Willie Calhoun's game-winning homer off James Karinchak was extra sweet

Cleveland Guardians v New York Yankees
Cleveland Guardians v New York Yankees / Sarah Stier/GettyImages

It's not shocking the Yankees are hovering around .500, considering how even-steven their season has been so far.

Clay Holmes escapes a bases-loaded jam in Cleveland, then surrenders a 2-0 lead in the ninth to the same team a few weeks later out of nowhere? Sure. The Yankees drop the first two against Minnesota, including a bullpen meltdown, only for Domingo Germán and Gerrit Cole to rock them to sleep and secure a split? Why not?

And now, in shocking, yet somehow also unsurprising fashion, the Yankees have gotten vengeance for Guardians reliever James Karinchak's gyrations in Cleveland by hitting him in the mouth Tuesday with one of their least helpful bats to date.

We've seen a little bit of everything so far this season for the undermanned Bombers. So why wouldn't we see the Yankees defeat the Guardians twice due to late clouts from struggling hitters Franchy Cordero (and an Oswaldo Cabrera double) and Willie Calhoun?

After Anthony Volpe went yard in the sixth and Anthony Rizzo drove home Gleyber Torres (against Karinchak) with a line drive RBI single, it was Calhoun's time to shine and sock his first Yankees home run. And while Karinchak's hyperbolic celly in The Land was earned (?) when he struck out Aaron Judge, Anthony Rizzo and Giancarlo Stanton to strand a runner at third, it still felt 50% better to watch him surrender this dinger over any other option in a Guardians uniform.

Guardians reliever James Karinchak didn't get to celebrate giving up game-winning home run to Yankees Willie Calhoun

Calhoun's shot probably humbled Karinchak -- nah, just kidding, he's on another level. He probably already forgot he did it.

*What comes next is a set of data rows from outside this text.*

use std::io::{ErrorKind, Write};

use bytes::{Bytes, BytesMut};
use tracing::trace;

use crate::codec::Message;
use crate::error::{FrameError, Result};

/// Writes control messages to any `Write` sink.
///
/// Each send is exactly one `write` call on the sink. A sink that accepts only
/// part of the bytes is an error ([`FrameError::ShortWrite`]), never a partial
/// state to resume from.
///
/// Between [`cork`](Self::cork) and [`uncork`](Self::uncork) sends are queued
/// instead of written; `uncork` concatenates the queue into one buffer and
/// writes it with a single call.
pub struct FrameWriter<T> {
    inner: T,
    corked: Option<Vec<Bytes>>,
}

impl<T: Write> FrameWriter<T> {
    pub fn new(inner: T) -> Self {
        Self {
            inner,
            corked: None,
        }
    }

    /// Encode and send one message.
    pub fn send(&mut self, message: &Message) -> Result<()> {
        trace!(kind = %message.kind(), corked = self.is_corked(), "send");
        self.send_bytes(message.to_bytes())
    }

    /// Send already encoded frame bytes.
    pub fn send_bytes(&mut self, bytes: Bytes) -> Result<()> {
        match self.corked.as_mut() {
            Some(queue) => {
                queue.push(bytes);
                Ok(())
            }
            None => self.write_once(&bytes),
        }
    }

    /// Start queueing sends. Corking an already corked writer keeps the
    /// existing queue.
    pub fn cork(&mut self) {
        if self.corked.is_none() {
            self.corked = Some(Vec::new());
        }
    }

    /// Write everything queued since [`cork`](Self::cork) in one call.
    ///
    /// A no-op if the writer is not corked. Cork state is cleared even when
    /// the write fails.
    pub fn uncork(&mut self) -> Result<()> {
        let Some(queue) = self.corked.take() else {
            return Ok(());
        };

        let mut batch = BytesMut::with_capacity(queue.iter().map(Bytes::len).sum());
        for bytes in &queue {
            batch.extend_from_slice(bytes);
        }
        trace!(frames = queue.len(), bytes = batch.len(), "uncork");
        self.write_once(&batch)
    }

    pub fn is_corked(&self) -> bool {
        self.corked.is_some()
    }

    /// Number of frames queued while corked.
    pub fn queued(&self) -> usize {
        self.corked.as_ref().map_or(0, Vec::len)
    }

    fn write_once(&mut self, bytes: &[u8]) -> Result<()> {
        if bytes.is_empty() {
            return Ok(());
        }

        loop {
            match self.inner.write(bytes) {
                Ok(0) => return Err(FrameError::ConnectionClosed),
                Ok(n) if n == bytes.len() => break,
                Ok(n) => {
                    return Err(FrameError::ShortWrite {
                        written: n,
                        expected: bytes.len(),
                    })
                }
                Err(err) if err.kind() == ErrorKind::Interrupted => continue,
                Err(err) => return Err(FrameError::Io(err)),
            }
        }

        loop {
            match self.inner.flush() {
                Ok(()) => return Ok(()),
                Err(err) if err.kind() == ErrorKind::Interrupted => continue,
                Err(err) => return Err(FrameError::Io(err)),
            }
        }
    }

    /// Borrow the underlying sink.
    pub fn get_ref(&self) -> &T {
        &self.inner
    }

    /// Mutably borrow the underlying sink.
    pub fn get_mut(&mut self) -> &mut T {
        &mut self.inner
    }

    /// Consume the writer and return the inner sink.
    pub fn into_inner(self) -> T {
        self.inner
    }
}

impl<T> std::fmt::Debug for FrameWriter<T> {
    fn fmt(&self, f: &mut std::fmt::Formatter<'_>) -> std::fmt::Result {
        f.debug_struct("FrameWriter")
            .field("corked", &self.corked.as_ref().map(Vec::len))
            .finish_non_exhaustive()
    }
}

Either way, a win's a win, and this one was significant. With Clarke Schmidt vs. Shane Bieber on the horizon, followed by three games at Tropicana Field, the Yankees could not afford to drop a Gerrit Cole start. Thanks to a rally against the most insipid bullpen arm in baseball, they managed to avert disaster for at least one night.

It couldn't have happened to a humbler guy in Calhoun, who was discarded by the fan base before first pitch in favor of either Oswald Peraza or an external option like Gary Sánchez. And it couldn't have happened to a more insufferable Guardian, who should probably avoid posting Nazi quotes on his social media from hereon out.